ANSWERS TO CASE 26: CEREBELLUM

Summary: A 56-year-old man with 2 days of difficulty walking, frequent falls, and a wide-based, irregular gait with poor coordination of his lower extremities. He has a history of chronic alcoholism and poor nutrition. He was treated with vitamin B1 (thiamine), aggressive hydration with intravenous fluids, and good nutrition. His symptoms gradually improved and he was discharged to alcohol treatment program with a normal gait.
  • Area of the cerebellum affected: Degenerative changes appear in the anterior and superior parts of the cerebellar vermis and are associated with ataxia of gait but preservation of speech and coordination of upper extremities.
  • Disease at risk for if symptoms untreated: Wernicke-Korsakoff disease is a far more serious disease that also results from malnutrition and frequently chronic alcoholism. It results from severe thiamine deficiency, which leads to a degeneration of the eye movement nuclei and the cerebellar vermis and cortex, particularly the Purkinje cell layer. The symptoms include ataxia, ophthalmoplegia, and confusion. If untreated, the symptoms can progress to coma and death.

CLINICAL CORRELATION

Alcoholic cerebellar degeneration is caused by toxic degeneration of Purkinje cells, and is clinically characterized by impaired gait, tremor, and truncal ataxia. The midline cerebellar structures are predominantly involved with resulting effect of the lower extremities. The disease is thought to be caused by a combination of alcohol neurotoxicity and nutritional deficiency. The treatment of alcoholic cerebellar degeneration is alcohol abstinence, adequate calorie intake, and thiamine supplementation. While the effects on the cerebellum are frequently permanent, early treatment can lead to an improvement in symptoms and prevent the development of more serious pathology, such as Wernicke-Korsakoff disease.


APPROACH TO CEREBELLUM

Objectives
  1. Know the key components of cerebellar anatomy.
  2. Understand the functions of the cerebellum.
  3. Know the afferent and efferent connections of the cerebellum.

Definitions

Ataxia: Problems with movement resulting from the combined effects of dysmetria and decomposition of movement.
Dysdiadochokinesia: Reduced ability to perform rapidly alternating movements.
Dysmetria: Disturbance of the trajectory or placement of a body part during active movements.
Mossy fibers: Originating neurons from spinal and brainstem nuclei (except the inferior olive) that form synapses with granule cells in the cerebellar cortex and have excitatory input to many Purkinje cells.
Nystagmus: Rapid and involuntary oscillatory movement of the eye.
Spinocerebellum: Comprises the vermis and the intermediate zones of the cerebellar cortex, the fastigial and interpose nuclei. Receives major input from the spinocerebellar tract. Major output to rubrospinal, vestibulospinal, and reticulospinal tracts.
Vestibulocerebellum: Flocculonodular lobe and its connection with the lateral vestibular nuclei. Involved in vestibular reflexes and maintenance of posture.


DISCUSSION

The cerebellum participates in the execution of a wide variety of movements. It maintains the fine control and coordination of both simple and complex movements. It is essential for coordinating posture and balance in walking and running, executing sequential movements, producing rapidly alternating repetitive movements and smooth-pursuit movements, and controlling the trajectory, velocity, and acceleration of movements.

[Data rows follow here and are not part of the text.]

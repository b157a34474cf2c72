//! multicat — multi-construct orchestration over a shared corpus.
//!
//! Purpose
//! -------
//! Run several CAT sessions — one per named construct, plus a reserved
//! session for uncalibrated items — against a single pool of multi-zeta
//! stimuli, and decide when the run may stop early. This is the top layer
//! of the engine: callers hand [`MultiCat::update_and_select`] one batch
//! of administered items per turn and receive the next stimulus (or
//! `None` with a stopping reason).
//!
//! Key behaviors
//! -------------
//! - [`Stimulus`]/[`Zeta`] model items calibrated for several constructs,
//!   with the no-duplicate-cat invariant checked at construction
//!   (`stimulus`).
//! - [`MultiCat`] owns the session map, the remaining/seen bookkeeping,
//!   and the selection pipeline (`controller`).
//! - [`StoppingController`] and its three implementations decide early
//!   termination across constructs under a [`LogicalOperator`]
//!   (`stopping`).
//!
//! Invariants & assumptions
//! ------------------------
//! - The whole layer is single-threaded per examinee: one turn runs to
//!   completion on plain value types, with no I/O and no internal
//!   locking. Share a controller across threads only behind external
//!   synchronization.
//! - Randomness flows from the controller seed through derived
//!   per-session seeds; a fixed seed reproduces the full item sequence.
//!
//! Downstream usage
//! ----------------
//! - Typical callers construct the controller once per examinee and loop:
//!   administer the returned stimulus, collect the answer, and feed both
//!   into the next `update_and_select` call until it returns `None`.

pub mod controller;
pub mod stimulus;
pub mod stopping;

// ---- Re-exports (primary public surface) ----------------------------------

pub use self::controller::{MultiCat, UpdateSelectOptions};
pub use self::stimulus::{
    check_no_duplicate_cat_names, partition_by_availability, Stimulus, Zeta, UNVALIDATED_CAT,
};
pub use self::stopping::{
    LogicalOperator, StopAfterNItems, StopIfSeBelowThreshold, StopOnSePlateau,
    StoppingController,
};

// ---- Optional convenience prelude for downstream crates -------------------

pub mod prelude {
    pub use super::controller::{MultiCat, UpdateSelectOptions};
    pub use super::stimulus::{Stimulus, Zeta, UNVALIDATED_CAT};
    pub use super::stopping::{
        LogicalOperator, StopAfterNItems, StopIfSeBelowThreshold, StopOnSePlateau,
        StoppingController,
    };
}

The cerebellar cortex is comprised of gray matter arranged in slim, folded layers called folia. Three layers of cells constitute the cortex: the molecular layer, the Purkinje cell layer, and the granular layer. The Purkinje cells mediate all of the outgoing signaling of the cerebellum. Below the cortical layers, the white matter of the cerebellum houses the afferent and efferent fibers. Within the white matter are the cerebellar nuclei. These nuclei play an important mediating role in the cerebellar efferent connections.

The cerebellum includes a midline structure called the vermis and two large lateral structures known as the cerebellar hemispheres. Together, the vermis and hemispheres can be transversely divided into the flocculonodular lobe, the anterior lobe, and the posterior lobe. The flocculonodular lobe is the phylogenetically oldest portion of the cerebellum. It is comprised of the flocculus which is connected by a thin stalk to the nodulus, itself a portion of the vermis within the midline. The remaining portion of the vermis and the cerebellar hemispheres are termed the corpus cerebelli. The medial most portions of the cerebellar hemispheres are defined as the intermediate zones. The primary fissure divides the remaining functional areas of the cerebellum into the posterior and anterior lobes.

Information pertaining to the movement and relative position of the head is relayed primarily to the vestibular nuclei. Connections also occur, however, between the flocculonodular lobe and posterior portion of the vermis, allowing for cerebellar mediation of eye movements and movements related to balance.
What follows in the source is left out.